WHAT THE EXERCISE ASKS: Make an exact copy of all the entries shown below.

[[ SOURCE RECORDS, beginning ]]

//! Turning a recorded contradiction into a small [`ConflictClause`].
//!
//! The predicates which were forced when the contradiction happened are replayed on a copy of
//! the state, from the root. Predicates are then dropped one at a time, keeping each removal
//! after which the replay still fails. The result is minimal: dropping any single remaining
//! predicate makes the contradiction disappear.
//!
//! A conflict which does not fail on replay is handed back as it was recorded, marked as
//! unverified; such a clause is never learned.
use log::debug;

use crate::basic_types::ConflictClause;
use crate::basic_types::Contradiction;
use crate::engine::predicates::Predicate;
use crate::engine::State;

#[derive(Clone, Debug, PartialEq)]
pub(crate) enum Explanation {
    /// Forcing every predicate of the clause and propagating fails.
    Verified(ConflictClause),
    /// The recorded predicates did not fail on replay.
    Unverified(ConflictClause),
}

impl Explanation {
    pub(crate) fn is_verified(&self) -> bool {
        matches!(self, Explanation::Verified(_))
    }

    pub(crate) fn into_clause(self) -> ConflictClause {
        match self {
            Explanation::Verified(clause) | Explanation::Unverified(clause) => clause,
        }
    }
}

pub(crate) fn explain(
    state: &State,
    literals: &[Predicate],
    contradiction: Contradiction,
) -> Explanation {
    let mut scratch = state.clone();
    scratch.restore_to(0);

    if let Err(root_contradiction) = scratch.propagate_to_fixed_point() {
        return Explanation::Verified(ConflictClause::new(
            vec![],
            root_contradiction.constraint,
            root_contradiction.variable,
        ));
    }

    let Some(mut detected) = replay_fails(&mut scratch, literals) else {
        debug!("conflict over {} predicates could not be replayed", literals.len());
        return Explanation::Unverified(ConflictClause::new(
            literals.to_vec(),
            contradiction.constraint,
            contradiction.variable,
        ));
    };

    let mut kept = literals.to_vec();
    let mut index = 0;
    while index < kept.len() {
        let candidate = kept
            .iter()
            .enumerate()
            .filter(|&(other, _)| other != index)
            .map(|(_, &predicate)| predicate)
            .collect::<Vec<_>>();

        match replay_fails(&mut scratch, &candidate) {
            Some(contradiction) => {
                kept = candidate;
                detected = contradiction;
            }
            None => index += 1,
        }
    }

    debug!(
        "explanation reduced from {} to {} predicates",
        literals.len(),
        kept.len()
    );
    Explanation::Verified(ConflictClause::new(
        kept,
        detected.constraint,
        detected.variable,
    ))
}

/// Forces every predicate above the root and propagates; returns the contradiction, if any. The
/// state is back at the root afterwards.
fn replay_fails(state: &mut State, literals: &[Predicate]) -> Option<Contradiction> {
    state.new_checkpoint();
    let result = literals
        .iter()
        .try_for_each(|&predicate| state.post_predicate(predicate))
        .and_then(|()| state.propagate_to_fixed_point());
    state.restore_to(0);
    result.err()
}

#[cfg(test)]
mod tests {
    use super::*;
    use crate::constraints;
    use crate::engine::variables::DomainSpec;
    use crate::engine::variables::VarId;
    use crate::predicate;

    fn integer(state: &mut State, lower: i32, upper: i32) -> VarId {
        state
            .new_integer(&DomainSpec::interval(lower, upper), None)
            .expect("valid domain")
    }

    fn post(state: &mut State, constraint: constraints::Constraint) {
        let (id, _) = state.add_constraint(constraint).expect("valid constraint");
        state.post_constraint(id).expect("feasible");
    }

    #[test]
    fn irrelevant_predicates_are_dropped() {
        let mut state = State::default();
        let a = integer(&mut state, 0, 2);
        let b = integer(&mut state, 0, 2);
        let c = integer(&mut state, 0, 2);
        post(&mut state, constraints::not_equals(a, b));
        state.propagate_to_fixed_point().expect("consistent");

        let literals = [predicate![c == 2], predicate![a == 1], predicate![b == 1]];
        let explanation = explain(
            &state,
            &literals,
            Contradiction {
                constraint: None,
                variable: None,
            },
        );

        assert!(explanation.is_verified());
        let clause = explanation.into_clause();
        assert_eq!(clause.literals(), &[predicate![a == 1], predicate![b == 1]]);
        assert!(clause.constraint().is_some());
    }

    #[test]
    fn the_explaining_state_is_left_untouched() {
        let mut state = State::default();
        let a = integer(&mut state, 0, 2);
        post(&mut state, constraints::less_than(a, 1));
        state.propagate_to_fixed_point().expect("consistent");
        state.new_checkpoint();
        state
            .post_predicate(predicate![a == 0])
            .expect("non-empty domain");

        let _ = explain(
            &state,
            &[predicate![a >= 1]],
            Contradiction {
                constraint: None,
                variable: Some(a),
            },
        );

        assert_eq!(state.decision_level(), 1);
        assert_eq!(state.variables.boolean_value(a), Some(false));
    }

    #[test]
    fn infeasible_models_are_explained_by_the_empty_clause() {
        let mut state = State::default();
        let a = integer(&mut state, 0, 2);
        post(&mut state, constraints::greater_than(a, 5));

        let explanation = explain(
            &state,
            &[predicate![a == 1]],
            Contradiction {
                constraint: None,
                variable: Some(a),
            },
        );

        assert!(explanation.is_verified());
        assert!(explanation.into_clause().is_empty());
    }

    #[test]
    fn consistent_predicates_are_reported_as_recorded() {
        let mut state = State::default();
        let a = integer(&mut state, 0, 2);
        let b = integer(&mut state, 0, 2);
        post(&mut state, constraints::not_equals(a, b));
        state.propagate_to_fixed_point().expect("consistent");

        let literals = [predicate![a == 0], predicate![b == 1]];
        let explanation = explain(
            &state,
            &literals,
            Contradiction {
                constraint: None,
                variable: Some(b),
            },
        );

        assert!(!explanation.is_verified());
        let clause = explanation.into_clause();
        assert_eq!(clause.literals(), &literals);
        assert_eq!(clause.variable(), Some(b));
    }
}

[[ SOURCE RECORDS, end ]]

TASK OUTPUT:
//! Turning a recorded contradiction into a small [`ConflictClause`].
//!
//! The predicates which were forced when the contradiction happened are replayed on a copy of
//! the state, from the root. Predicates are then dropped one at a time, keeping each removal
//! after which the replay still fails. The result is minimal: dropping any single remaining
//! predicate makes the contradiction disappear.
//!
//! A conflict which does not fail on replay is handed back as it was recorded, marked as
//! unverified; such a clause is never learned.
use log::debug;

use crate::basic_types::ConflictClause;
use crate::basic_types::Contradiction;
use crate::engine::predicates::Predicate;
use crate::engine::State;

#[derive(Clone, Debug, PartialEq)]
pub(crate) enum Explanation {
    /// Forcing every predicate of the clause and propagating fails.
    Verified(ConflictClause),
    /// The recorded predicates did not fail on replay.
    Unverified(ConflictClause),
}

impl Explanation {
    pub(crate) fn is_verified(&self) -> bool {
        matches!(self, Explanation::Verified(_))
    }

    pub(crate) fn into_clause(self) -> ConflictClause {
        match self {
            Explanation::Verified(clause) | Explanation::Unverified(clause) => clause,
        }
    }
}

pub(crate) fn explain(
    state: &State,
    literals: &[Predicate],
    contradiction: Contradiction,
) -> Explanation {
    let mut scratch = state.clone();
    scratch.restore_to(0);

    if let Err(root_contradiction) = scratch.propagate_to_fixed_point() {
        return Explanation::Verified(ConflictClause::new(
            vec![],
            root_contradiction.constraint,
            root_contradiction.variable,
        ));
    }

    let Some(mut detected) = replay_fails(&mut scratch, literals) else {
        debug!("conflict over {} predicates could not be replayed", literals.len());
        return Explanation::Unverified(ConflictClause::new(
            literals.to_vec(),
            contradiction.constraint,
            contradiction.variable,
        ));
    };

    let mut kept = literals.to_vec();
    let mut index = 0;
    while index < kept.len() {
        let candidate = kept
            .iter()
            .enumerate()
            .filter(|&(other, _)| other != index)
            .map(|(_, &predicate)| predicate)
            .collect::<Vec<_>>();

        match replay_fails(&mut scratch, &candidate) {
            Some(contradiction) => {
                kept = candidate;
                detected = contradiction;
            }
            None => index += 1,
        }
    }

    debug!(
        "explanation reduced from {} to {} predicates",
        literals.len(),
        kept.len()
    );
    Explanation::Verified(ConflictClause::new(
        kept,
        detected.constraint,
        detected.variable,
    ))
}

/// Forces every predicate above the root and propagates; returns the contradiction, if any. The
/// state is back at the root afterwards.
fn replay_fails(state: &mut State, literals: &[Predicate]) -> Option<Contradiction> {
    state.new_checkpoint();
    let result = literals
        .iter()
        .try_for_each(|&predicate| state.post_predicate(predicate))
        .and_then(|()| state.propagate_to_fixed_point());
    state.restore_to(0);
    result.err()
}

#[cfg(test)]
mod tests {
    use super::*;
    use crate::constraints;
    use crate::engine::variables::DomainSpec;
    use crate::engine::variables::VarId;
    use crate::predicate;

    fn integer(state: &mut State, lower: i32, upper: i32) -> VarId {
        state
            .new_integer(&DomainSpec::interval(lower, upper), None)
            .expect("valid domain")
    }

    fn post(state: &mut State, constraint: constraints::Constraint) {
        let (id, _) = state.add_constraint(constraint).expect("valid constraint");
        state.post_constraint(id).expect("feasible");
    }

    #[test]
    fn irrelevant_predicates_are_dropped() {
        let mut state = State::default();
        let a = integer(&mut state, 0, 2);
        let b = integer(&mut state, 0, 2);
        let c = integer(&mut state, 0, 2);
        post(&mut state, constraints::not_equals(a, b));
        state.propagate_to_fixed_point().expect("consistent");

        let literals = [predicate![c == 2], predicate![a == 1], predicate![b == 1]];
        let explanation = explain(
            &state,
            &literals,
            Contradiction {
                constraint: None,
                variable: None,
            },
        );

        assert!(explanation.is_verified());
        let clause = explanation.into_clause();
        assert_eq!(clause.literals(), &[predicate![a == 1], predicate![b == 1]]);
        assert!(clause.constraint().is_some());
    }

    #[test]
    fn the_explaining_state_is_left_untouched() {
        let mut state = State::default();
        let a = integer(&mut state, 0, 2);
        post(&mut state, constraints::less_than(a, 1));
        state.propagate_to_fixed_point().expect("consistent");
        state.new_checkpoint();
        state
            .post_predicate(predicate![a == 0])
            .expect("non-empty domain");

        let _ = explain(
            &state,
            &[predicate![a >= 1]],
            Contradiction {
                constraint: None,
                variable: Some(a),
            },
        );

        assert_eq!(state.decision_level(), 1);
        assert_eq!(state.variables.boolean_value(a), Some(false));
    }

    #[test]
    fn infeasible_models_are_explained_by_the_empty_clause() {
        let mut state = State::default();
        let a = integer(&mut state, 0, 2);
        post(&mut state, constraints::greater_than(a, 5));

        let explanation = explain(
            &state,
            &[predicate![a == 1]],
            Contradiction {
                constraint: None,
                variable: Some(a),
            },
        );

        assert!(explanation.is_verified());
        assert!(explanation.into_clause().is_empty());
    }

    #[test]
    fn consistent_predicates_are_reported_as_recorded() {
        let mut state = State::default();
        let a = integer(&mut state, 0, 2);
        let b = integer(&mut state, 0, 2);
        post(&mut state, constraints::not_equals(a, b));
        state.propagate_to_fixed_point().expect("consistent");

        let literals = [predicate![a == 0], predicate![b == 1]];
        let explanation = explain(
            &state,
            &literals,
            Contradiction {
                constraint: None,
                variable: Some(b),
            },
        );

        assert!(!explanation.is_verified());
        let clause = explanation.into_clause();
        assert_eq!(clause.literals(), &literals);
        assert_eq!(clause.variable(), Some(b));
    }
}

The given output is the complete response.